§ **TASK STATEMENT**
In the listing that follows, the lines starting at the one containing "GitHub API authentication." and ending at the one containing "the build artifacts." are to be returned exactly, both boundary lines included, and no others.

§ **DATA FOR PROCESSING**
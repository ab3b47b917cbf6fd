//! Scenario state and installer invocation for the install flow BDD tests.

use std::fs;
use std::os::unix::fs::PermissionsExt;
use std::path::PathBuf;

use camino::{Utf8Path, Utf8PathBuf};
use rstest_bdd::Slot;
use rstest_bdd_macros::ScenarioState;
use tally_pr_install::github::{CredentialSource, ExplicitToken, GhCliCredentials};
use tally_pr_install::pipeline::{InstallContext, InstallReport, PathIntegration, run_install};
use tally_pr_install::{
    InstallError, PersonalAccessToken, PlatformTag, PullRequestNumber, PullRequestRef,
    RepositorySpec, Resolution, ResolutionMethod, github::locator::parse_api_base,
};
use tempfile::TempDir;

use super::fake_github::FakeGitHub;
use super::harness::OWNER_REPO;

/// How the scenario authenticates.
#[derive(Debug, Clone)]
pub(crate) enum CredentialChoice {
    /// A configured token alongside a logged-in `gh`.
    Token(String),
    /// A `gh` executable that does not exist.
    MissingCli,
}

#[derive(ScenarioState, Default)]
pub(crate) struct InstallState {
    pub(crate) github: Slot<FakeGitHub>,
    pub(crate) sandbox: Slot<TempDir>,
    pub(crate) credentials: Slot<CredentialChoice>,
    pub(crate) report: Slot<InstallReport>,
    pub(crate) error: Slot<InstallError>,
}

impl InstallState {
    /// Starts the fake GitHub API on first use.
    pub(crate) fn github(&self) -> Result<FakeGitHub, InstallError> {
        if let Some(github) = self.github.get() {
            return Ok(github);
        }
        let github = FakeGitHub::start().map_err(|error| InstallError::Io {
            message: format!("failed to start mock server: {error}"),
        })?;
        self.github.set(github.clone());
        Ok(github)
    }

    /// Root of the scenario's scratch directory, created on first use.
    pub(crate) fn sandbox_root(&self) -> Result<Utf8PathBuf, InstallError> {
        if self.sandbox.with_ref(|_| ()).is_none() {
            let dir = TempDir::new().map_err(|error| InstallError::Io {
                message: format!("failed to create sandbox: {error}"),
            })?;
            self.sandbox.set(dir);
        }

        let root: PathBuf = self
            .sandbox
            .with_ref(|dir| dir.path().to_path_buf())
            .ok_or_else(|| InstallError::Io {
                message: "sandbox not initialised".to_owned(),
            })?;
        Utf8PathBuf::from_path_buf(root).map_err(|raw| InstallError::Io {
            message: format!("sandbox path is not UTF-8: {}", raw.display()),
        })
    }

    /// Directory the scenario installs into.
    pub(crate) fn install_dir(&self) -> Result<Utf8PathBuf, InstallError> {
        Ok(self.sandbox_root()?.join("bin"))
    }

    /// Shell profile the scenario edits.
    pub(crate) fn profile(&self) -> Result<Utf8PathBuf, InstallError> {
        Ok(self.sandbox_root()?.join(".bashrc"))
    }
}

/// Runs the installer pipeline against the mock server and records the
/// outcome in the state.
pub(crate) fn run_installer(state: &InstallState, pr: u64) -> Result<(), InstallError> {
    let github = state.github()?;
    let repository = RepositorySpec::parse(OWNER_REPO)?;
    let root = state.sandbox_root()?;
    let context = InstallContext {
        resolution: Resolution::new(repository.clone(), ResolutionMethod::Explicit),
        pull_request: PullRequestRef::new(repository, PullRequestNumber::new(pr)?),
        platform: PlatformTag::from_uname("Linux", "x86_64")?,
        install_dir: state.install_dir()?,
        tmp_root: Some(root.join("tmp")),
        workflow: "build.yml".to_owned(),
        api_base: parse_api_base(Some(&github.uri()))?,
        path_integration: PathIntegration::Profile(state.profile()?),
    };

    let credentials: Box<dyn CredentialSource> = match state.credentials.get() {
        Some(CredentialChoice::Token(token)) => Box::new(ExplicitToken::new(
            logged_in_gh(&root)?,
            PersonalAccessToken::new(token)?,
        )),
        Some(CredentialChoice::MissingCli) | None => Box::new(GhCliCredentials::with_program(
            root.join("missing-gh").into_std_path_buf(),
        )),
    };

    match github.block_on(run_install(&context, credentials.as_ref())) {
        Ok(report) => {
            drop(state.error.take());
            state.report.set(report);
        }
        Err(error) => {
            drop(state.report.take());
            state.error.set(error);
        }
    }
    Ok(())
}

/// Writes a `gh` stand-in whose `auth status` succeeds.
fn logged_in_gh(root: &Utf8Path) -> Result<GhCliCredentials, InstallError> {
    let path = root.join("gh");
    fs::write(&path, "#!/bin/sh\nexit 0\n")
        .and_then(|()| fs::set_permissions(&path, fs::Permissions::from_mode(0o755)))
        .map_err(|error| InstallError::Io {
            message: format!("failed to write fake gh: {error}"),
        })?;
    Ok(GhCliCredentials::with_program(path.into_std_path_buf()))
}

* * *

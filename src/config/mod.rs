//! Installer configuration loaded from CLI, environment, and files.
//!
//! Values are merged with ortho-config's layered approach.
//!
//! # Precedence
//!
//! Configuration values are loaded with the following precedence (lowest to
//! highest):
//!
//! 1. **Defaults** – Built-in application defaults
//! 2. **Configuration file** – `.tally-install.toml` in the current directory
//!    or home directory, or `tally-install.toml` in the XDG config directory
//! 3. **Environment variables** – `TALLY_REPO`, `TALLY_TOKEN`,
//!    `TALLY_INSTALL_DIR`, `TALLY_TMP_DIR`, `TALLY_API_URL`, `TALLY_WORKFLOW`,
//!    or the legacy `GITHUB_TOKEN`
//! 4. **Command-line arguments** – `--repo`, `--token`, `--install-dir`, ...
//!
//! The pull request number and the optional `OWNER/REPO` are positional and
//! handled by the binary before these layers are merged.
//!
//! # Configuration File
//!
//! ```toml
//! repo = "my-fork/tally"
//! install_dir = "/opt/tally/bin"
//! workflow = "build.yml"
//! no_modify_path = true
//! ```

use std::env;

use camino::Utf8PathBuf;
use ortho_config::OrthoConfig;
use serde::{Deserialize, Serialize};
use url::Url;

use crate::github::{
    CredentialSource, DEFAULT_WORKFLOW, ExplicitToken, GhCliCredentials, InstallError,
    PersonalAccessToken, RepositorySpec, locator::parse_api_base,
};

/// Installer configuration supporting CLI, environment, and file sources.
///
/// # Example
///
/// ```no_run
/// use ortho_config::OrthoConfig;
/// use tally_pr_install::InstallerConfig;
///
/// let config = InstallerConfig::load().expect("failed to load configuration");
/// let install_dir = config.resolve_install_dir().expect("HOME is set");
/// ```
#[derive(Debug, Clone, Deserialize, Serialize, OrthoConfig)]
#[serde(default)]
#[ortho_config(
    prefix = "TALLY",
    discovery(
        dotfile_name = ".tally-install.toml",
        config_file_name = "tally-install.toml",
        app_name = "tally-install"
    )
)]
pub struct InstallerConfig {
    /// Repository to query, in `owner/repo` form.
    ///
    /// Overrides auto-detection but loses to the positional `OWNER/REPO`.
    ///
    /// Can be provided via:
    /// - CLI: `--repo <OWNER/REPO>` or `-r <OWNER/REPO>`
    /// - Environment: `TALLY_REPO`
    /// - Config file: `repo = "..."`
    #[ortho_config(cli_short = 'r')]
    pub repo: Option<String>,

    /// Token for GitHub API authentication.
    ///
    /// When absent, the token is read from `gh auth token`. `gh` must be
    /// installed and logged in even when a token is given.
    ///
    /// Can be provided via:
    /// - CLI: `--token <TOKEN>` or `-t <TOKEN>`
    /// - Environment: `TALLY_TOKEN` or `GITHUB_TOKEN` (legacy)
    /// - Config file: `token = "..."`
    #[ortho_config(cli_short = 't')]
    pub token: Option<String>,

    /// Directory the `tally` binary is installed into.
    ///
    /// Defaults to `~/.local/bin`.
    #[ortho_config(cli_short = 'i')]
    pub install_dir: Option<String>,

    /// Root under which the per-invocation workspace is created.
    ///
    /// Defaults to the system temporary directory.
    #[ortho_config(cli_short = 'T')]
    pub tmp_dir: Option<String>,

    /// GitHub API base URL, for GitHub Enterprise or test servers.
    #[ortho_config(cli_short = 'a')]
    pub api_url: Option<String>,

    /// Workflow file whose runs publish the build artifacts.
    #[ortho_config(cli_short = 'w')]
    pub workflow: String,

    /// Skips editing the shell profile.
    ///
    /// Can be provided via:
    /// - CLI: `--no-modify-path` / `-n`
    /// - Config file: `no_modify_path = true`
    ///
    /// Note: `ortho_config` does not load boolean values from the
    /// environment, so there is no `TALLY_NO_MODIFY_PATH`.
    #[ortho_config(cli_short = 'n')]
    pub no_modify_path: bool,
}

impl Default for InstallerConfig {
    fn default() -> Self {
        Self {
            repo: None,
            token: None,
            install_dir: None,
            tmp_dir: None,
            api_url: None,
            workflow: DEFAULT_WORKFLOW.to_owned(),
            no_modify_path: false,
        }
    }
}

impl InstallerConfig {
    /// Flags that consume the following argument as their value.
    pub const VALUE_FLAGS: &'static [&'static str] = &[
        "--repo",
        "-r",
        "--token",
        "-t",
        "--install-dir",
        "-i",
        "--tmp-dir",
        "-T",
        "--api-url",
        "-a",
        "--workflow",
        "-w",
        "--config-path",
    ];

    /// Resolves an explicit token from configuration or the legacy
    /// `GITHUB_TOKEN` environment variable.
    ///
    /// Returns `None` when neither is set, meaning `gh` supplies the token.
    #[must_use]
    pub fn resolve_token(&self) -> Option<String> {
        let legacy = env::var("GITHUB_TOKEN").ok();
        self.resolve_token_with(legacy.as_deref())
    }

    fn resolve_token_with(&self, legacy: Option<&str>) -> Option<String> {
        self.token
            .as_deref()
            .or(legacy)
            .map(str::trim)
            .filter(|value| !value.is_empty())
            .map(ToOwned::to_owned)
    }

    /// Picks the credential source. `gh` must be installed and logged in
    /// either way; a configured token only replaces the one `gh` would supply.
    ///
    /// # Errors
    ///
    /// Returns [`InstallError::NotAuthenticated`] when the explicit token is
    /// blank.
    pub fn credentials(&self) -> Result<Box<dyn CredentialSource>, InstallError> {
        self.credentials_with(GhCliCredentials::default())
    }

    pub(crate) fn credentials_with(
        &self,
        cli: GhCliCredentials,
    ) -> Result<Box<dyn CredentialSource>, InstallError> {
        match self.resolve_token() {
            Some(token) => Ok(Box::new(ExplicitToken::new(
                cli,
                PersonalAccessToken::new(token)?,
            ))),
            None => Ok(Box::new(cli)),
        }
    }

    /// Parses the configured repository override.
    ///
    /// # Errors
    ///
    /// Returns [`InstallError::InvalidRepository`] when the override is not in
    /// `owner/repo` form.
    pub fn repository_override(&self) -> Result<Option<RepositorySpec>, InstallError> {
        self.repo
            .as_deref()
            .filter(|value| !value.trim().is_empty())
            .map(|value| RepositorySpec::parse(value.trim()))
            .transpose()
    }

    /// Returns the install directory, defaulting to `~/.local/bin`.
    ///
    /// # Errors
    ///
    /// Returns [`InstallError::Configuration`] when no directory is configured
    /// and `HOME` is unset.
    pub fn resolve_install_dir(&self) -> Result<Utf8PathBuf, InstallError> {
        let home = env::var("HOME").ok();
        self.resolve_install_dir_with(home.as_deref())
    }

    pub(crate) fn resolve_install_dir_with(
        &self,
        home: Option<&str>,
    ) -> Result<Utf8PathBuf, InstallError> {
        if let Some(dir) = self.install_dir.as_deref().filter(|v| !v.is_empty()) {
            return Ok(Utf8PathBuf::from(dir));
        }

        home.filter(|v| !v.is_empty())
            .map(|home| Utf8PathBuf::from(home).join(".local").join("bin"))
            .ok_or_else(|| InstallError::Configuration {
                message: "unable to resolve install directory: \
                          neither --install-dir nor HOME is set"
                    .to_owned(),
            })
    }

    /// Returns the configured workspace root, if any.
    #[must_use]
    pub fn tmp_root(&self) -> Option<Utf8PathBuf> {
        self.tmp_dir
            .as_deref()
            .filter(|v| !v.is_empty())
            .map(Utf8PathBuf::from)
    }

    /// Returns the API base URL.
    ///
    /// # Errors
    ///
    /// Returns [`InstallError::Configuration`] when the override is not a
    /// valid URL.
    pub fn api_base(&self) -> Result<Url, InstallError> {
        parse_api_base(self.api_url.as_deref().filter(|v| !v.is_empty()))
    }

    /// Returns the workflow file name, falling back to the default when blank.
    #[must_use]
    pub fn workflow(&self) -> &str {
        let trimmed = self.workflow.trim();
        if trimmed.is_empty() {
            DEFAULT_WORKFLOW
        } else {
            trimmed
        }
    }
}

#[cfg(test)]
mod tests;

§ **SOLUTION TO THIS EXERCISE**
    /// Token for GitHub API authentication.
    ///
    /// When absent, the token is read from `gh auth token`. `gh` must be
    /// installed and logged in even when a token is given.
    ///
    /// Can be provided via:
    /// - CLI: `--token <TOKEN>` or `-t <TOKEN>`
    /// - Environment: `TALLY_TOKEN` or `GITHUB_TOKEN` (legacy)
    /// - Config file: `token = "..."`
    #[ortho_config(cli_short = 't')]
    pub token: Option<String>,

    /// Directory the `tally` binary is installed into.
    ///
    /// Defaults to `~/.local/bin`.
    #[ortho_config(cli_short = 'i')]
    pub install_dir: Option<String>,

    /// Root under which the per-invocation workspace is created.
    ///
    /// Defaults to the system temporary directory.
    #[ortho_config(cli_short = 'T')]
    pub tmp_dir: Option<String>,

    /// GitHub API base URL, for GitHub Enterprise or test servers.
    #[ortho_config(cli_short = 'a')]
    pub api_url: Option<String>,

    /// Workflow file whose runs publish the build artifacts.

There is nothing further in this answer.